Der US-Dollar erlebt aufgrund des Vertrauensverlusts in die unberechenbare Politik der Trump-Regierung einen beschleunigten Rückgang an den Devisenmärkten. Der Euro hat sich auf über 1,18 Dollar gestärkt und nähert sich damit den Höchstständen von 2025, während die Sorge um die Unabhängigkeit der Fed unter politischem Druck wächst. Zollandrohungen gegenüber Grönland und gewalttätige Aktionen der Einwanderungsbehörde ICE in Minnesota haben die Märkte alarmiert, und 60 CEOs haben sich gegen die Gewalt ausgesprochen.
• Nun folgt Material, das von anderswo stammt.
//! Integration test suite for taskpilot.
//!
//! These tests drive the public `Orchestrator` from task creation through
//! execution, retries, cancellation and reporting. Step handlers are
//! scripted so that failures and timing are deterministic.
//!
//! # Test Categories
//!
//! - `workflow_e2e`: Full plan, run and report cycles
//! - `parallel_tasks`: Concurrency bound and FIFO admission
//! - `recovery`: Error classification, retries, rollback, restart
//! - `cancellation`: Queued and running cancellation
//! - `persistence`: Snapshot round trips through the JSON store

mod fixtures;

mod parallel_tasks;
mod persistence;
mod recovery;
mod workflow_e2e;
//! Concurrency bound and admission order tests.

use futures::future::join_all;

use taskpilot::core::{TaskCategory, TaskStatus};

use super::fixtures::{builder, eventually, gated_general, wait_done, wait_idle, Gate};

/// Test: Capacity bounds the running set
/// Given max_concurrent_tasks = 3
/// When 5 tasks are created at once
/// Then 3 start immediately and 2 wait in the queue until a slot frees
#[tokio::test]
async fn test_five_tasks_three_slots() {
    let gate = Gate::new();
    let orch = builder()
        .max_concurrent_tasks(3)
        .worker(gated_general(gate.clone()))
        .build()
        .await
        .unwrap();

    let ids: Vec<_> = (0..5)
        .map(|i| {
            orch.create_task(&format!("job {}", i), TaskCategory::General)
                .unwrap()
                .id
        })
        .collect();

    assert_eq!(orch.running_count(), 3);
    assert_eq!(orch.queued_count(), 2);
    eventually(|| gate.in_flight() == 3).await;
    assert!(orch.is_running(ids[0]));
    assert!(!orch.is_running(ids[3]));
    assert_eq!(
        orch.get_task_status(ids[4]).unwrap().status,
        TaskStatus::Pending
    );

    // One slot frees, exactly one queued task moves in.
    gate.release(1);
    eventually(|| gate.started() == 4).await;
    assert_eq!(orch.running_count(), 3);
    assert_eq!(orch.queued_count(), 1);

    gate.release(4);
    let done = join_all(ids.iter().map(|id| wait_done(&orch, *id))).await;
    assert!(done.iter().all(|t| t.status == TaskStatus::Completed));
    assert_eq!(gate.peak(), 3);

    let stats = orch.get_stats();
    assert_eq!(stats.completed, 5);
    assert_eq!(stats.running, 0);
    assert_eq!(stats.queued, 0);
    assert_eq!(stats.max_concurrent_tasks, 3);
}

/// Test: Queue is first in, first out
/// Given a single slot
/// When three tasks are queued behind a held one
/// Then they start in creation order
#[tokio::test]
async fn test_fifo_admission() {
    let gate = Gate::new();
    let orch = builder()
        .max_concurrent_tasks(1)
        .worker(gated_general(gate.clone()))
        .build()
        .await
        .unwrap();

    let ids: Vec<_> = (0..4)
        .map(|i| {
            orch.create_task(&format!("ordered {}", i), TaskCategory::General)
                .unwrap()
                .id
        })
        .collect();

    for (n, id) in ids.iter().enumerate() {
        eventually(|| orch.is_running(*id)).await;
        for later in &ids[n + 1..] {
            assert!(!orch.is_running(*later));
        }
        gate.release(1);
        wait_done(&orch, *id).await;
    }

    let order: Vec<_> = ids
        .iter()
        .map(|id| orch.get_task_status(*id).unwrap().started_at.unwrap())
        .collect();
    assert!(order.windows(2).all(|w| w[0] <= w[1]));
}

/// Test: Many independent tasks
/// Given capacity 4 and the built-in workers
/// When 20 mixed tasks are submitted
/// Then all complete and the running set drains
#[tokio::test]
async fn test_many_tasks_drain() {
    let orch = builder().max_concurrent_tasks(4).build().await.unwrap();

    let ids: Vec<_> = (0..20)
        .map(|i| {
            let category = TaskCategory::ALL[i % TaskCategory::ALL.len()];
            orch.create_task(&format!("batch item number {}", i), category)
                .unwrap()
                .id
        })
        .collect();
    assert!(orch.running_count() <= 4);

    wait_idle(&orch).await;
    let finished = join_all(ids.iter().map(|id| orch.wait_for(*id))).await;
    assert!(finished
        .into_iter()
        .all(|t| t.map(|t| t.status) == Some(TaskStatus::Completed)));
    assert_eq!(orch.get_all_reports().len(), 20);
}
Exportnationen wie Deutschland und Japan beobachten mit Sorge, wie ihre Währungen gegenüber dem schwächelnden Dollar an Wert gewinnen, was ihre Exporte potenziell verteuern könnte.
Der Investmentexperte Thomas Christiansen erläutert, wie die Schwellenländer zunehmend unabhängiger von der US-Zinspolitik werden. Die Renditen werden in diesem Jahr durch einen schwächeren Dollar und positive Wachstumsaussichten für Schwellenländeranleihen gestützt, wobei insbesondere Wertpapiere in lokaler Währung begünstigt werden.
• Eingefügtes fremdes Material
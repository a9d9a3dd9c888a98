//! Orchestration layer: planning, execution, recovery and scheduling.
//!
//! The pipeline runs Planner -> Orchestrator queue -> Executor (retry and
//! rollback via `ErrorHandler`) -> `ReportGenerator`. Category workers and
//! their step handlers plug in underneath the executor.

pub mod events;
pub mod executor;
pub mod handlers;
pub mod planner;
pub mod recovery;
pub mod scheduler;
pub mod worker;

pub use events::{ChannelSink, EventBus, EventSink, LogSink, TaskEvent};
pub use executor::{Executor, TaskOutcome};
pub use planner::{estimate_duration, validate_feasibility, Feasibility, Planner, StepTemplate};
pub use recovery::{
    classify_message, ErrorClass, ErrorContext, ErrorHandler, RecoveryDecision, RetryPolicy,
};
pub use scheduler::{
    Orchestrator, OrchestratorBuilder, OrchestratorStats, RestartPolicy,
    DEFAULT_MAX_CONCURRENT_TASKS,
};
pub use worker::{
    handler_fn, CategoryWorker, Checkpoint, StepError, StepHandler, StepResult, Worker,
    WorkerContext, WorkerRegistry, WorkerSettings,
};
Die Europäische Bankenvereinigung hat davor gewarnt, dass die europäische Wirtschaft weiter zurückfallen könnte, wenn die EU die Bankvorschriften, die die Kreditvergabekapazität der Banken beeinträchtigen, nicht überarbeitet. Die Vereinigung erklärt, dass komplexe und fragmentierte Vorschriften die Banken dazu gezwungen haben, zusätzliches Kapital vorzuhalten, wodurch Kreditvergabekapazitäten in Höhe von 1,5 Billionen Euro verhindert und das Wirtschaftswachstum beeinträchtigt wurden. Sie bezeichnet die Situation als unbefriedigend und untragbar.
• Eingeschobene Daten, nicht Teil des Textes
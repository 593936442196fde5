//! Row-shaped entities backing the data model.
//!
//! These are plain data; the transactional behavior around them (locking,
//! uniqueness, transitions) lives in `artifortress-metastore` and the
//! component crates that operate on them.

use std::collections::HashMap;

use chrono::{DateTime, Utc};
use serde::{Deserialize, Serialize};

use crate::enums::{
    DecisionSource, GcMode, PolicyAction, PolicyDecision, QuarantineStatus, RepoType,
    UploadState, VersionState,
};

pub type TenantId = String;

#[derive(Debug, Clone, PartialEq, Eq, Serialize, Deserialize)]
pub struct Repository {
    pub repo_id: String,
    pub tenant_id: TenantId,
    pub repo_key: String,
    pub repo_type: RepoType,
    /// `remote`: upstream URL. `virtual`: ordered, deduplicated member repo
    /// keys. `local`: empty.
    pub upstream_url: Option<String>,
    pub virtual_members: Vec<String>,
    pub created_at: DateTime<Utc>,
}

#[derive(Debug, Clone, PartialEq, Eq, Serialize, Deserialize)]
pub struct PersonalAccessToken {
    pub token_id: String,
    pub tenant_id: TenantId,
    pub subject: String,
    pub token_hash: String,
    pub scopes: Vec<String>,
    pub expires_at: Option<DateTime<Utc>>,
    pub revoked_at: Option<DateTime<Utc>>,
    pub created_at: DateTime<Utc>,
}

impl PersonalAccessToken {
    pub fn is_active(&self, now: DateTime<Utc>) -> bool {
        if self.revoked_at.is_some() {
            return false;
        }
        match self.expires_at {
            Some(exp) => exp > now,
            None => true,
        }
    }
}

#[derive(Debug, Clone, PartialEq, Eq, Serialize, Deserialize)]
pub struct RoleBinding {
    pub repo_id: String,
    pub subject: String,
    pub roles: Vec<String>,
}

#[derive(Debug, Clone, PartialEq, Eq, Serialize, Deserialize)]
pub struct Blob {
    pub digest: String,
    pub length: u64,
    pub storage_key: String,
    pub object_etag: Option<String>,
    pub created_at: DateTime<Utc>,
}

#[derive(Debug, Clone, PartialEq, Eq, Serialize, Deserialize)]
pub struct UploadSession {
    pub upload_id: String,
    pub tenant_id: TenantId,
    pub repo_id: String,
    pub expected_digest: String,
    pub expected_length: u64,
    pub state: UploadState,
    pub object_staging_key: Option<String>,
    pub storage_upload_id: Option<String>,
    pub committed_blob_digest: Option<String>,
    pub created_at: DateTime<Utc>,
    pub expires_at: DateTime<Utc>,
    pub updated_at: DateTime<Utc>,
    pub aborted_at: Option<DateTime<Utc>>,
    pub aborted_reason: Option<String>,
    pub committed_at: Option<DateTime<Utc>>,
}

impl UploadSession {
    pub fn is_expired(&self, now: DateTime<Utc>) -> bool {
        !self.state.is_terminal() && now >= self.expires_at
    }
}

#[derive(Debug, Clone, PartialEq, Eq, Serialize, Deserialize)]
pub struct Package {
    pub package_id: String,
    pub repo_id: String,
    pub package_type: String,
    pub namespace: Option<String>,
    pub name: String,
}

impl Package {
    /// Uniqueness key coalesces a missing namespace to empty string.
    pub fn identity_key(&self) -> (String, String, String) {
        (
            self.package_type.clone(),
            self.namespace.clone().unwrap_or_default(),
            self.name.clone(),
        )
    }
}

#[derive(Debug, Clone, PartialEq, Eq, Serialize, Deserialize)]
pub struct PackageVersion {
    pub version_id: String,
    pub repo_id: String,
    pub package_id: String,
    pub version: String,
    pub state: VersionState,
    pub created_at: DateTime<Utc>,
    pub published_at: Option<DateTime<Utc>>,
    pub tombstoned_at: Option<DateTime<Utc>>,
    pub tombstone_reason: Option<String>,
}

#[derive(Debug, Clone, PartialEq, Eq, Serialize, Deserialize)]
pub struct ArtifactEntry {
    pub version_id: String,
    pub relative_path: String,
    pub blob_digest: String,
    pub checksum_sha1: Option<String>,
    pub checksum_sha256: Option<String>,
    pub size_bytes: u64,
}

#[derive(Debug, Clone, PartialEq, Serialize, Deserialize)]
pub struct Manifest {
    pub version_id: String,
    pub document: serde_json::Value,
    pub manifest_blob_digest: Option<String>,
}

#[derive(Debug, Clone, PartialEq, Eq, Serialize, Deserialize)]
pub struct Tombstone {
    pub version_id: String,
    pub retention_until: DateTime<Utc>,
    pub reason: String,
    pub deleted_by_subject: String,
}

#[derive(Debug, Clone, PartialEq, Serialize, Deserialize)]
pub struct OutboxEvent {
    pub event_id: String,
    pub tenant_id: TenantId,
    pub aggregate_type: String,
    pub aggregate_id: String,
    pub event_type: String,
    pub payload: serde_json::Value,
    pub occurred_at: DateTime<Utc>,
    pub available_at: DateTime<Utc>,
    pub delivered_at: Option<DateTime<Utc>>,
}

impl OutboxEvent {
    pub fn idempotency_key(&self) -> (TenantId, String, String, String) {
        (
            self.tenant_id.clone(),
            self.aggregate_type.clone(),
            self.aggregate_id.clone(),
            self.event_type.clone(),
        )
    }
}

#[derive(Debug, Clone, PartialEq, Eq, Serialize, Deserialize)]
pub struct PolicyEvaluation {
    pub evaluation_id: String,
    pub tenant_id: TenantId,
    pub repo_id: String,
    pub version_id: String,
    pub action: PolicyAction,
    pub decision: PolicyDecision,
    pub decision_source: DecisionSource,
    pub reason: String,
    pub policy_engine_version: Option<String>,
    pub evaluated_at: DateTime<Utc>,
    pub evaluated_by: String,
}

#[derive(Debug, Clone, PartialEq, Eq, Serialize, Deserialize)]
pub struct QuarantineItem {
    pub quarantine_id: String,
    pub tenant_id: TenantId,
    pub repo_id: String,
    pub version_id: String,
    pub status: QuarantineStatus,
    pub reason: String,
    pub created_at: DateTime<Utc>,
    pub resolved_at: Option<DateTime<Utc>>,
    pub resolved_by: Option<String>,
}

#[derive(Debug, Clone, PartialEq, Eq, Serialize, Deserialize, Default)]
pub struct GcCounters {
    pub marked: u64,
    pub candidate_blob_count: u64,
    pub deleted_blob_count: u64,
    pub deleted_version_count: u64,
    pub delete_error_count: u64,
}

#[derive(Debug, Clone, PartialEq, Eq, Serialize, Deserialize)]
pub struct GcRun {
    pub run_id: String,
    pub mode: GcMode,
    pub counters: GcCounters,
    pub started_at: DateTime<Utc>,
    pub completed_at: Option<DateTime<Utc>>,
    pub failed: bool,
}

#[derive(Debug, Clone, PartialEq, Eq, Serialize, Deserialize)]
pub struct AuditEntry {
    pub audit_id: String,
    pub tenant_id: TenantId,
    pub actor: String,
    pub action: String,
    pub resource_type: String,
    pub resource_id: String,
    pub details: HashMap<String, String>,
    pub occurred_at: DateTime<Utc>,
}
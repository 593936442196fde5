use thiserror::Error;

#[derive(Debug, Error)]
pub enum AuthError {
    #[error("missing or malformed authorization header")]
    MissingCredential,

    #[error("token is not a recognized personal access token")]
    UnknownToken,

    #[error("token is expired or revoked")]
    InactiveToken,

    #[error("federated token rejected: {0}")]
    FederationRejected(String),

    #[error("saml response rejected: {0}")]
    SamlRejected(String),

    #[error("bootstrap header did not match the configured secret")]
    BootstrapMismatch,

    #[error("principal lacks required scope {repo_key}:{required}")]
    Forbidden { repo_key: String, required: String },
}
Der KI-Boom hat zu einer massiven Nachfrage nach DRAM-Speicherchips geführt, was zu einem strukturellen Versorgungsdefizit und einem Preisanstieg bei allen DRAM-Typen geführt hat. Während Halbleiterunternehmen wie Micron, Samsung und SK Hynix einen Anstieg ihrer Aktienkurse verzeichnen konnten, sehen sich Käufer mit Engpässen und deutlich gestiegenen Kosten konfrontiert. Die Automobilindustrie hat Schwierigkeiten, Chips zu beschaffen, da KI-Kunden Vorrang haben, und die Unterhaltungselektronik sieht sich mit 10 bis 25 % höheren Produktionskosten konfrontiert, wobei weitere Steigerungen zu erwarten sind, was den Absatz von Smartphones im Massenmarkt dämpfen könnte.
Die südkoreanische Zentralbank hat davor gewarnt, dass auf Won lautende Stablecoins das Kapitalflussmanagement und die Wechselkursstabilität erschweren könnten, und damit die laufenden Gesetzgebungsdebatten über die Ausgabe von Stablecoins im Inland mit Vorsicht versehen. Die Bank of Korea bevorzugt eine von Banken geleitete Ausgabe, um Risiken zu begrenzen, während Branchenverbände eine breitere Beteiligung wünschen. Diese regulatorische Unsicherheit hat das Gesetz über digitale Vermögenswerte (Digital Asset Basic Act) und damit verbundene Initiativen wie Krypto-ETFs und den Kryptohandel börsennotierter Unternehmen verzögert.